Западня | страница 20



Где бы я ни был, везде передо мной стоял её образ — зеркальные очки в пол-лица, ярко-красные, призывно влажные губы, хищные зубки. Боже мой, я ведь совершенно не запомнил ни формы её лица, ни цвета и длины волос, ни родинок или веснушек! Даже возраст её оставался для меня загадкой — сколько ей лет? Двадцать пять, тридцать, тридцать пять? Ухоженная женщина может долго хранить свою красоту, но я даже не мог сказать, красива ли она. Скорее, она была дьявольски привлекательной, обворожительной. Ни одной по-настоящему красивой черты в её внешности я не припомню.

Чтобы хоть как-то отвлечься от навязчивых образов, я решил переключиться на работу. Приведя в порядок свои записи и соображения, я набрал номер Марии Александровны и напросился в гости.
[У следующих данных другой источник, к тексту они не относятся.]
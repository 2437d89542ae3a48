use crate::entities::customer::Customer;
use crate::persistence::dao::{gen_dao_error, DaoError, DaoTransaction};
use tokio_postgres::Row;
use uuid::Uuid;

impl<'b> DaoTransaction<'b> {
    pub async fn get_customer(&self, customer_id: &str) -> Result<Option<Customer>, DaoError> {
        let mut query_string: String = "".to_owned();
        query_string.push_str(CUSTOMER_QUERY);
        query_string.push_str("AND id = $1");
        let rows = self.transaction.query(&query_string, &[&customer_id]).await
            .map_err(|db_error| gen_dao_error("get_customer", db_error))?;
        Ok(rows.first().map(convert_row_to_customer))
    }

    pub async fn get_customer_by_email(&self, email_address: &str) -> Result<Option<Customer>, DaoError> {
        let mut query_string: String = "".to_owned();
        query_string.push_str(CUSTOMER_QUERY);
        query_string.push_str("AND email = $1");
        let rows = self.transaction.query(&query_string, &[&email_address]).await
            .map_err(|db_error| gen_dao_error("get_customer_by_email", db_error))?;
        if rows.len() > 1 {
            return Err(DaoError::QueryFailed {
                description: format!("get_customer_by_email got {} rows, expected at most 1", rows.len()),
            });
        }
        Ok(rows.first().map(convert_row_to_customer))
    }

    pub async fn save_customer(&self, customer_name: &str, email_address: &str) -> Result<Customer, DaoError> {
        let customer_id = Uuid::new_v4().to_string();
        let row_count = self.transaction.execute(
            "INSERT INTO customers \
            (id, name, email) \
            VALUES ($1, $2, $3)",
            &[&customer_id,
                &customer_name,
                &email_address,
            ]
        ).await
            .map_err(|db_error| gen_dao_error("save_customer", db_error))?;
        if row_count != 1 {
            return Err(DaoError::ExecuteFailed { description: format!("customers insert returned {} rows, not 1", row_count) });
        }
        Ok(Customer {
            customer_id,
            customer_name: customer_name.to_string(),
            email_address: email_address.to_string(),
        })
    }

    pub async fn update_customer_name(&self, customer_id: &str, customer_name: &str) -> Result<bool, DaoError> {
        let row_count = self.transaction.execute(
            "UPDATE customers \
            SET name = $1, updated_at = now() \
            WHERE id = $2 AND deleted_at IS NULL",
            &[&customer_name,
                &customer_id,
            ]
        ).await
            .map_err(|db_error| gen_dao_error("update_customer_name", db_error))?;
        Ok(row_count == 1)
    }
}

fn convert_row_to_customer(row: &Row) -> Customer {
    Customer {
        customer_id: row.get("id"),
        customer_name: row.get("name"),
        email_address: row.get("email"),
    }
}

const CUSTOMER_QUERY: &str = "\
SELECT id, name, email \
FROM customers \
WHERE deleted_at IS NULL \
";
Квартира Марии Александровны — огромная сталинка почти в центре Москвы, всегда подавляла меня своими непривычными размерами — этим давяще высоким потолком, огромными комнатами, массивными дверями. Я не любил там бывать, думаю, не любил при жизни и Леша.
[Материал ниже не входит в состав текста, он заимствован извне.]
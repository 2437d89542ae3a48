use crate::constants::BUNDLED_COUNTRIES;
use crate::errors::{Result, ShipmentError};
use anyhow::{bail, Context};
use serde::Deserialize;
use std::collections::HashMap;
use std::path::Path;

#[derive(Debug, Clone, Deserialize)]
pub struct Country {
    pub alpha2: String,
    #[serde(default)]
    pub alpha3: Option<String>,
    pub name: String,
    pub eu_member: bool,
}

/// Read-only ISO 3166-1 reference table. A country is found by its alpha-2
/// or alpha-3 code, compared in lower case.
#[derive(Debug, Clone, Default)]
pub struct CountryRegistry {
    countries: Vec<Country>,
    by_code: HashMap<String, usize>,
}

impl CountryRegistry {
    pub fn new(countries: Vec<Country>) -> CountryRegistry {
        let mut by_code = HashMap::new();
        for (index, country) in countries.iter().enumerate() {
            by_code.insert(normalize_code(&country.alpha2), index);
            if let Some(alpha3) = &country.alpha3 {
                by_code.insert(normalize_code(alpha3), index);
            }
        }
        CountryRegistry { countries, by_code }
    }

    pub fn bundled() -> anyhow::Result<CountryRegistry> {
        Self::from_json(BUNDLED_COUNTRIES)
    }

    pub fn from_file(path: impl AsRef<Path>) -> anyhow::Result<CountryRegistry> {
        let path = path.as_ref();
        let json = std::fs::read_to_string(path)
            .with_context(|| format!("could not read country dataset {}", path.display()))?;
        Self::from_json(&json)
            .with_context(|| format!("could not load country dataset {}", path.display()))
    }

    pub fn from_json(json: &str) -> anyhow::Result<CountryRegistry> {
        let countries: Vec<Country> =
            serde_json::from_str(json).context("country dataset is not a JSON list of countries")?;
        for country in &countries {
            if !is_alpha_code(&country.alpha2, 2) {
                bail!("country {} has an invalid alpha-2 code {:?}", country.name, country.alpha2);
            }
            if let Some(alpha3) = country.alpha3.as_deref().filter(|alpha3| !is_alpha_code(alpha3, 3)) {
                bail!("country {} has an invalid alpha-3 code {:?}", country.name, alpha3);
            }
        }
        Ok(Self::new(countries))
    }

    pub fn find(&self, code: &str) -> Result<&Country> {
        self.by_code
            .get(&normalize_code(code))
            .map(|&index| &self.countries[index])
            .ok_or_else(|| ShipmentError::CountryNotFound(code.to_string()))
    }

    pub fn is_eu_member(&self, code: &str) -> Result<bool> {
        Ok(self.find(code)?.eu_member)
    }

    pub fn len(&self) -> usize {
        self.countries.len()
    }
}

pub fn normalize_code(code: &str) -> String {
    code.trim().to_ascii_lowercase()
}

fn is_alpha_code(code: &str, length: usize) -> bool {
    let code = normalize_code(code);
    code.len() == length && code.chars().all(|c| c.is_ascii_alphabetic())
}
Когда-то у Марии Александровны здесь была только одна комната, но со временем, раскрутившись в нужных кругах, Алексей выкупил остальные комнаты у жильцов и подарил трехкомнатную квартиру целиком своей матери. В ней она и жила, как сказочная принцесса, заточенная в роскошной Башне из Слоновой Кости.

У Марии Александровны я оказался уже под вечер. Тусклые люстры не могли развеять полумрак, затаившийся в углах, в складках штор — таких массивных, неживых, в дальних концах комнат и коридора.
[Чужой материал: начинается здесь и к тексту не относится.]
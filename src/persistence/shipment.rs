use crate::entities::shipment::{NewShipment, Shipment};
use crate::persistence::dao::{gen_dao_error, DaoError, DaoTransaction};
use tokio_postgres::Row;
use uuid::Uuid;

impl<'b> DaoTransaction<'b> {
    pub async fn save_shipment(&self, new_shipment: NewShipment) -> Result<Shipment, DaoError> {
        let shipment_id = Uuid::new_v4().to_string();
        let row_count = self.transaction.execute(
            "INSERT INTO shipments \
            (id, customer_id, origin, destination, weight, price) \
            VALUES ($1, $2, $3, $4, $5, $6)",
            &[&shipment_id,
                &new_shipment.customer_id,
                &new_shipment.origin,
                &new_shipment.destination,
                &new_shipment.weight,
                &new_shipment.price,
            ]
        ).await
            .map_err(|db_error| gen_dao_error("save_shipment", db_error))?;
        if row_count != 1 {
            return Err(DaoError::ExecuteFailed { description: format!("shipments insert returned {} rows, not 1", row_count) });
        }
        Ok(new_shipment.into_shipment(shipment_id))
    }

    pub async fn get_shipment(&self, shipment_id: &str) -> Result<Option<Shipment>, DaoError> {
        let mut query_string: String = "".to_owned();
        query_string.push_str(SHIPMENT_QUERY);
        query_string.push_str("AND id = $1");
        let rows = self.transaction.query(&query_string, &[&shipment_id]).await
            .map_err(|db_error| gen_dao_error("get_shipment", db_error))?;
        Ok(rows.first().map(convert_row_to_shipment))
    }

    pub async fn get_customer_shipments(&self, customer_id: &str) -> Result<Vec<Shipment>, DaoError> {
        let mut query_string: String = "".to_owned();
        query_string.push_str(SHIPMENT_QUERY);
        query_string.push_str("AND customer_id = $1 ");
        query_string.push_str("ORDER BY created_at, id");
        let rows = self.transaction.query(&query_string, &[&customer_id]).await
            .map_err(|db_error| gen_dao_error("get_customer_shipments", db_error))?;
        Ok(rows.iter().map(convert_row_to_shipment).collect())
    }
}

fn convert_row_to_shipment(row: &Row) -> Shipment {
    Shipment {
        shipment_id: row.get("id"),
        customer_id: row.get("customer_id"),
        origin: row.get("origin"),
        destination: row.get("destination"),
        weight: row.get("weight"),
        price: row.get("price"),
    }
}

const SHIPMENT_QUERY: &str = "\
SELECT id, customer_id, origin, destination, weight, price \
FROM shipments \
WHERE deleted_at IS NULL \
";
В гробовой тишине гулко тикали часы-ходики, зато шаги самой старушки были не в пример воздушными, неслышными. Казалось, она еле касалась земли, словно призрак. Вдобавок ко всему ещё и всегдашняя стерильная чистота — настоящее царство мертвых, где безраздельно властвовала она — богиня вечной скорби и уныния.

Не произнося ни звука — все, что было возможно, она уже давно выплакала и выкричала — , она жестом пригласила меня внутрь и, также безмолвно, как Харон в царство мертвых, провела меня в комнату дражайшего «Лешеньки» и молча села на допотопную софу.

Я почувствовал себя крайне неуютно. Задавать вопросы было неудобно, а рыться в бумагах Леши самому, при ней — все равно, что солдату из «Огнива» набивать золотишком карманы под ревнивым взглядом молчаливой собаки с оловянными глазами.

Из состояния неловкого молчания меня вывела Мария Александровна.

— Они все перерыли тут, своими грязными загребущими лапами, — бесцветно, безжизненно произнесла она. — Они переворошили здесь все, даже его детские пижамки, трусики. Забрали компьютер, телефон.